Different mechanisms for activation of gene transcription by interferons alpha and gamma.

Treatment of HeLa cells with either recombinant interferon (rIFN) alpha 2 or gamma elevated the level of mRNA for 2',5'-oligo(A) synthetase and for a 56,000 Mr protein. Cycloheximide prevented the induction of these mRNAs when rIFN-gamma, but not rIFN-alpha 2, was the inducer. This suggested that these rIFNs activate gene transcription by different mechanisms. The level of induced mRNAs reached a maximum 8 or 12 hr, respectively, after addition of rIFN-alpha 2 or rIFN-gamma, and then slowly decreased. Inhibition of protein synthesis by cycloheximide 8 hr after the addition of rIFN-alpha 2 prevented the decline in mRNA for 2',5'-oligo(A) synthetase. Addition of an inhibitor of RNA synthesis or removal of IFN from the medium accelerated this decline.
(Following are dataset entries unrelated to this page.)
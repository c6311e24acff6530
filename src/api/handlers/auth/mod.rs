//! Auth handlers and supporting modules.
//!
//! The session model is a small state machine per identity:
//!
//! - **Anonymous** → **Authenticated** via login: credential verified, token
//!   pair issued, refresh reference persisted.
//! - **Authenticated** → **Authenticated** via refresh: single-use rotation
//!   guarded by a compare-and-set on the stored reference.
//! - **Authenticated** → **Revoked** via logout: reference cleared,
//!   idempotently. Outstanding access tokens stay valid until they expire;
//!   that bound is the access-token TTL.
//!
//! Access and refresh tokens use independent secrets, and the verifier
//! requires the expected kind as an explicit parameter.

pub mod middleware;
pub(crate) mod password;
pub(crate) mod session;
mod state;
pub mod token;
pub(crate) mod types;
mod utils;

pub use state::{AuthConfig, AuthState};
pub(crate) use utils::{normalize_email, valid_email};
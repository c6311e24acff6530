//! User directory: the single source of truth for identities and the
//! per-user refresh-token reference.
//!
//! The directory is the serialization point for refresh-token rotation:
//! [`UserDirectory::rotate_refresh_token`] is compare-and-set on the stored
//! reference, so of two concurrent refreshes holding the same stale token,
//! exactly one can win.

use anyhow::Result;
use async_trait::async_trait;
use serde::Serialize;
use utoipa::ToSchema;
use uuid::Uuid;

pub mod memory;
pub mod postgres;

pub use memory::MemoryDirectory;
pub use postgres::PgDirectory;

/// Full identity record, including secret fields. Never serialized.
#[derive(Clone, Debug)]
pub struct UserRecord {
    pub id: Uuid,
    pub username: String,
    pub email: String,
    pub full_name: String,
    /// Argon2 PHC string.
    pub password_hash: String,
    /// SHA-256 of the currently-live refresh token; `None` when revoked.
    pub refresh_token_hash: Option<Vec<u8>>,
}

impl UserRecord {
    /// Public view of the record, minus secret and refresh fields.
    #[must_use]
    pub fn profile(&self) -> UserProfile {
        UserProfile {
            id: self.id,
            username: self.username.clone(),
            email: self.email.clone(),
            full_name: self.full_name.clone(),
        }
    }
}

/// What handlers are allowed to see and return to clients.
#[derive(Clone, Debug, Serialize, ToSchema)]
#[serde(rename_all = "camelCase")]
pub struct UserProfile {
    pub id: Uuid,
    pub username: String,
    pub email: String,
    pub full_name: String,
}

/// Fields required to create a user. The password arrives pre-hashed; the
/// directory never sees a plaintext secret.
#[derive(Clone, Debug)]
pub struct NewUser {
    pub username: String,
    pub email: String,
    pub full_name: String,
    pub password_hash: String,
}

/// Outcome when attempting to create a user.
#[derive(Debug)]
pub enum CreateOutcome {
    Created(UserRecord),
    Conflict,
}

/// Outcome of a compare-and-set refresh-token rotation.
#[derive(Debug, PartialEq, Eq)]
pub enum RotateOutcome {
    Rotated,
    /// The stored reference no longer matches: the token was already
    /// exchanged or revoked.
    Stale,
}

#[async_trait]
pub trait UserDirectory: Send + Sync {
    /// Look up a user by exact username or email match.
    async fn find_by_username_or_email(&self, needle: &str) -> Result<Option<UserRecord>>;

    async fn find_by_id(&self, id: Uuid) -> Result<Option<UserRecord>>;

    async fn create_user(&self, user: NewUser) -> Result<CreateOutcome>;

    /// Overwrite the stored refresh reference (login path). Any previously
    /// live refresh token is superseded.
    async fn store_refresh_token(&self, id: Uuid, hash: Vec<u8>) -> Result<()>;

    /// Replace the stored refresh reference only if it still equals
    /// `expected`. Must be atomic per identity.
    async fn rotate_refresh_token(
        &self,
        id: Uuid,
        expected: &[u8],
        next: Vec<u8>,
    ) -> Result<RotateOutcome>;

    /// Clear the stored refresh reference. Idempotent.
    async fn clear_refresh_token(&self, id: Uuid) -> Result<()>;

    async fn update_password_hash(&self, id: Uuid, password_hash: String) -> Result<()>;
}
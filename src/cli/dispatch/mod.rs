//! Command-line argument dispatch.
//!
//! Maps validated CLI matches to the action the binary will execute.

use anyhow::{Context, Result};
use secrecy::SecretString;

use crate::cli::actions::{server, Action};
use crate::cli::commands::auth;

/// Map validated CLI matches to a server action.
///
/// # Errors
/// Returns an error if required arguments are missing.
pub fn handler(matches: &clap::ArgMatches) -> Result<Action> {
    let port = matches.get_one::<u16>("port").copied().unwrap_or(8080);
    let dsn = matches
        .get_one::<String>("dsn")
        .cloned()
        .context("missing required argument: --dsn")?;

    let auth_opts = auth::Options::parse(matches)?;

    Ok(Action::Server(Box::new(server::Args {
        port,
        dsn,
        access_token_secret: SecretString::from(auth_opts.access_token_secret),
        refresh_token_secret: SecretString::from(auth_opts.refresh_token_secret),
        access_token_ttl_seconds: auth_opts.access_token_ttl_seconds,
        refresh_token_ttl_seconds: auth_opts.refresh_token_ttl_seconds,
        insecure_cookies: auth_opts.insecure_cookies,
        cors_origin: auth_opts.cors_origin,
    })))
}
Although the IFN-alpha receptors were down-regulated in HeLa cells treated for 25 hr with rIFN-alpha 2, these cells responded to a second rIFN-alpha 2 treatment with a further increase in inducible mRNAs. These results suggest that the level of these mRNAs is regulated by two opposing processes. As long as IFN is present in the medium, it continues to activate transcription of inducible mRNAs. However, after 8-12 hr of treatment, an opposing process, which is inhibited by cycloheximide, causes a decline in the level of these mRNAs.